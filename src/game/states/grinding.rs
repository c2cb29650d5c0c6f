use nalgebra::Vector3;
use std::sync::Arc;

use super::{JumpCharge, LocomotionState, StateKind, Transition};
use crate::game::balance::BalanceKind;
use crate::game::constants::grind::{
    COLLISION_RESTORE_DELAY, LEAN_DEADZONE, PUSH_DEADZONE, ROTATION_ALIGN_SPEED,
    SPEED_BAIL_GRACE, STUCK_MOVEMENT, STUCK_TIME_LIMIT,
};
use crate::game::constants::rail_probe::BOARD_HEIGHT;
use crate::game::events::{GrindEndReason, SkaterEvent};
use crate::game::geometry::CollisionMask;
use crate::game::math::{flatten, lerp_vec, look_rotation, slerp};
use crate::game::rails::{RailId, RailPath};
use crate::game::scheduler::ScheduledTask;
use crate::game::skater::{GrindRequest, SkaterCore, StateContext};

/// Riding a rail path.
///
/// The body is driven by distance along the path rather than integrated.
/// Position and heading are eased toward the path each tick.
#[derive(Debug, Clone)]
pub struct Grinding {
    request: GrindRequest,
    path: Option<Arc<RailPath>>,
    distance: f32,
    /// +1 travels toward increasing distance, -1 toward decreasing
    direction: f32,
    speed: f32,
    elapsed: f32,
    stuck_time: f32,
    last_position: Vector3<f32>,
    jump: JumpCharge,
    push_direction: Vector3<f32>,
    end_reason: GrindEndReason,
}

impl Grinding {
    pub fn new(request: GrindRequest) -> Self {
        Self {
            request,
            path: None,
            distance: request.distance,
            direction: 1.0,
            speed: 0.0,
            elapsed: 0.0,
            stuck_time: 0.0,
            last_position: request.point,
            jump: JumpCharge::default(),
            push_direction: Vector3::zeros(),
            end_reason: GrindEndReason::Interrupted,
        }
    }

    pub fn rail(&self) -> RailId {
        self.request.rail
    }

    pub fn distance(&self) -> f32 {
        self.distance
    }

    pub fn direction(&self) -> f32 {
        self.direction
    }

    pub fn speed(&self) -> f32 {
        self.speed
    }

    fn travel(&self, tangent: &Vector3<f32>) -> Vector3<f32> {
        tangent * self.direction
    }

    /// World-space push from the held move intent, relative to the board.
    /// Zero inside the deadzone.
    fn held_push(core: &SkaterCore) -> Vector3<f32> {
        let axis = core.intent.move_axis;
        if axis.norm() <= PUSH_DEADZONE {
            return Vector3::zeros();
        }
        let push = core.body.right() * axis.x + core.body.forward() * axis.y;
        flatten(&push).try_normalize(1.0e-6).unwrap_or_else(Vector3::zeros)
    }

    fn launch_off_end(&mut self, core: &mut SkaterCore, path: &RailPath, ctx: &StateContext) -> Transition {
        let sample = path.point_at_distance(self.distance);
        core.body.velocity = self.travel(&sample.tangent) * self.speed * ctx.params.grind.jump_boost;
        self.end_reason = GrindEndReason::RailEnd;
        tracing::debug!(rail = self.request.rail.0, distance = self.distance, "rail end reached");
        Transition::Airborne
    }

    fn bail(&mut self) -> Transition {
        self.end_reason = GrindEndReason::Bail;
        Transition::Bailed
    }
}

impl LocomotionState for Grinding {
    fn enter(&mut self, core: &mut SkaterCore, ctx: &StateContext) -> Option<Transition> {
        let Some(path) = ctx.rails.get(self.request.rail).cloned() else {
            tracing::warn!(rail = self.request.rail.0, "grind target is not a registered rail");
            return Some(Transition::Airborne);
        };
        if path.length() <= 0.0 {
            tracing::warn!(rail = self.request.rail.0, "grind target has zero length");
            return Some(Transition::Airborne);
        }

        let grind = &ctx.params.grind;
        self.distance = path.normalize_distance(self.request.distance);
        let tangent = path.point_at_distance(self.distance).tangent;
        self.direction = if self.request.direction.dot(&tangent) >= 0.0 { 1.0 } else { -1.0 };
        let incoming = core.body.velocity.dot(&tangent).abs();
        self.speed = (incoming * grind.speed_boost).clamp(grind.min_speed, grind.max_speed);

        let body = &mut core.body;
        body.grinding = true;
        body.grounded = false;
        body.collision_mask = CollisionMask::NONE;
        body.velocity = self.travel(&tangent) * self.speed;
        body.angular_velocity = Vector3::zeros();
        self.last_position = body.position;

        // A restore still pending from the previous grind would re-enable probes mid-rail.
        core.scheduler.clear();
        let is_switch = core.body.switch_stance;
        core.balance
            .start(BalanceKind::Grind, ctx.params, &core.stats, is_switch);
        core.emit(SkaterEvent::GrindStarted {
            rail: self.request.rail,
        });
        tracing::info!(
            rail = self.request.rail.0,
            distance = self.distance,
            speed = self.speed,
            "grind started"
        );
        self.path = Some(path);
        None
    }

    fn logic_update(&mut self, core: &mut SkaterCore, ctx: &StateContext) -> Option<Transition> {
        if core.balance.has_bailed() {
            tracing::info!(balance = core.balance.value(), "lost balance on rail");
            return Some(self.bail());
        }
        if self.elapsed > SPEED_BAIL_GRACE && self.speed < ctx.params.grind.min_speed_to_bail {
            tracing::info!(speed = self.speed, "too slow to hold the grind");
            return Some(self.bail());
        }

        if !self.jump.is_charging() {
            self.push_direction = Self::held_push(core);
        }
        if let Some(ratio) = self.jump.update(&mut core.intent, ctx.dt) {
            let path = self.path.as_ref()?;
            let tangent = path.point_at_distance(self.distance).tangent;
            let params = ctx.params;
            let force = core.switched_value(params, params.grind_exit_jump_force, core.stats.ollie);
            core.body.velocity = Vector3::y() * force
                + self.travel(&tangent) * self.speed * params.grind.jump_boost
                + self.push_direction * params.grind.directional_push_force;
            core.body.ignore_ground = true;
            self.end_reason = GrindEndReason::JumpOff;
            tracing::debug!(ratio, force, "grind jump off");
            return Some(Transition::Airborne);
        }
        None
    }

    fn physics_update(&mut self, core: &mut SkaterCore, ctx: &StateContext) -> Option<Transition> {
        let path = self.path.clone()?;
        let grind = &ctx.params.grind;
        let dt = ctx.dt;
        self.elapsed += dt;

        // Push intent counts along the travel direction: pulling back while
        // grinding backward speeds up, anything else bleeds speed.
        let along = core.intent.push() * self.direction;
        if along > LEAN_DEADZONE {
            self.speed += grind.acceleration * dt;
        } else {
            self.speed -= grind.deceleration * dt;
        }
        self.speed = self.speed.clamp(grind.min_speed, grind.max_speed);

        self.distance += self.speed * self.direction * dt;
        let length = path.length();
        if path.is_closed() {
            self.distance = path.normalize_distance(self.distance);
        } else {
            self.distance = self.distance.clamp(0.0, length);
            let at_end = if self.direction > 0.0 {
                self.distance >= length - grind.end_distance
            } else {
                self.distance <= grind.end_distance
            };
            if at_end {
                return Some(self.launch_off_end(core, &path, ctx));
            }
        }

        let sample = path.point_at_distance(self.distance);
        let travel = self.travel(&sample.tangent);
        let target = sample.point + Vector3::y() * BOARD_HEIGHT;
        let body = &mut core.body;
        body.position = lerp_vec(&body.position, &target, grind.snap_strength * dt);
        let heading = look_rotation(&travel, &Vector3::y());
        body.rotation = slerp(&body.rotation, &heading, ROTATION_ALIGN_SPEED * dt);
        body.velocity = travel * self.speed;

        let lean = core.intent.lean();
        core.balance.update(lean, dt, &mut core.rng);

        let moved = (core.body.position - self.last_position).norm_squared();
        self.last_position = core.body.position;
        if moved < (STUCK_MOVEMENT * dt).powi(2) {
            self.stuck_time += dt;
            if self.stuck_time >= STUCK_TIME_LIMIT {
                tracing::warn!(
                    rail = self.request.rail.0,
                    stuck_time = self.stuck_time,
                    "stuck on rail, bailing"
                );
                return Some(self.bail());
            }
        } else {
            self.stuck_time = 0.0;
        }
        None
    }

    fn exit(&mut self, core: &mut SkaterCore, ctx: &StateContext, _next: StateKind) {
        if self.path.is_none() {
            return;
        }
        core.balance.stop();
        core.body.grinding = false;
        core.scheduler
            .schedule(ctx.now, COLLISION_RESTORE_DELAY, ScheduledTask::RestoreCollision);
        core.emit(SkaterEvent::GrindEnded {
            rail: self.request.rail,
            reason: self.end_reason,
        });
        tracing::info!(rail = self.request.rail.0, reason = ?self.end_reason, "grind ended");
    }
}
use super::ground_sensor::GroundReading;
use super::state_machine::StateMachine;
use super::SkaterCore;
use crate::game::constants::landing::STANCE_WINDOW;
use crate::game::states::{SkatingEntry, StateKind, Transition, VertLaunch};

/// Stance outcome of a landing, from the yaw accumulated in the air.
#[derive(Debug, Clone, Copy, PartialEq, Eq)]
pub enum StanceResolution {
    /// Within the window around 0°
    Keep,
    /// Within the window around 180°
    Toggle,
    /// Between the windows; lands without a stance change
    BailZone,
}

/// Classifies an accumulated air yaw (any number of turns) into a stance outcome.
pub fn resolve_stance(total_yaw_degrees: f32) -> StanceResolution {
    let angle = (total_yaw_degrees + 180.0).rem_euclid(360.0) - 180.0;
    if angle.abs() <= STANCE_WINDOW {
        StanceResolution::Keep
    } else if angle.abs() >= 180.0 - STANCE_WINDOW {
        StanceResolution::Toggle
    } else {
        StanceResolution::BailZone
    }
}

/// Contact-driven transitions, checked once per physics tick before the
/// active state's physics. Grinding owns its own exits and is skipped.
///
/// Priority: landing, then takeoff, then a pending grind request.
pub(super) fn evaluate(
    machine: &StateMachine,
    core: &mut SkaterCore,
    was_grounded: bool,
    reading: &GroundReading,
) -> Option<Transition> {
    let kind = machine.kind();
    if kind == StateKind::Grinding {
        return None;
    }

    if kind.is_airborne() && reading.raw_grounded && core.body.velocity.y <= 0.0 {
        let yaw = machine.current().air_yaw_degrees().unwrap_or(0.0);
        let switched = match resolve_stance(yaw) {
            StanceResolution::Keep => false,
            StanceResolution::Toggle => {
                core.body.switch_stance = !core.body.switch_stance;
                true
            }
            StanceResolution::BailZone => {
                tracing::debug!(yaw, "landed between stance windows");
                false
            }
        };
        core.pending_grind = None;
        return Some(Transition::Skating(SkatingEntry::Landing { switched }));
    }

    if was_grounded && !reading.grounded && !kind.is_airborne() {
        return Some(match core.body.last_contact {
            Some(contact) if contact.is_vert => Transition::VertAir(VertLaunch {
                position: core.body.position,
                normal: contact.normal,
            }),
            _ => Transition::Airborne,
        });
    }

    let request = core.pending_grind.take()?;
    if kind == StateKind::VertAir {
        tracing::debug!(rail = request.rail.0, "grind request dropped during vert air");
        return None;
    }
    Some(Transition::Grinding(request))
}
☆ ☆ ☆ ☆
TASK STATEMENT: Report every line containing the word "Within" from the listing above.

RESPONSE:
    /// Within the window around 0°
    /// Within the window around 180°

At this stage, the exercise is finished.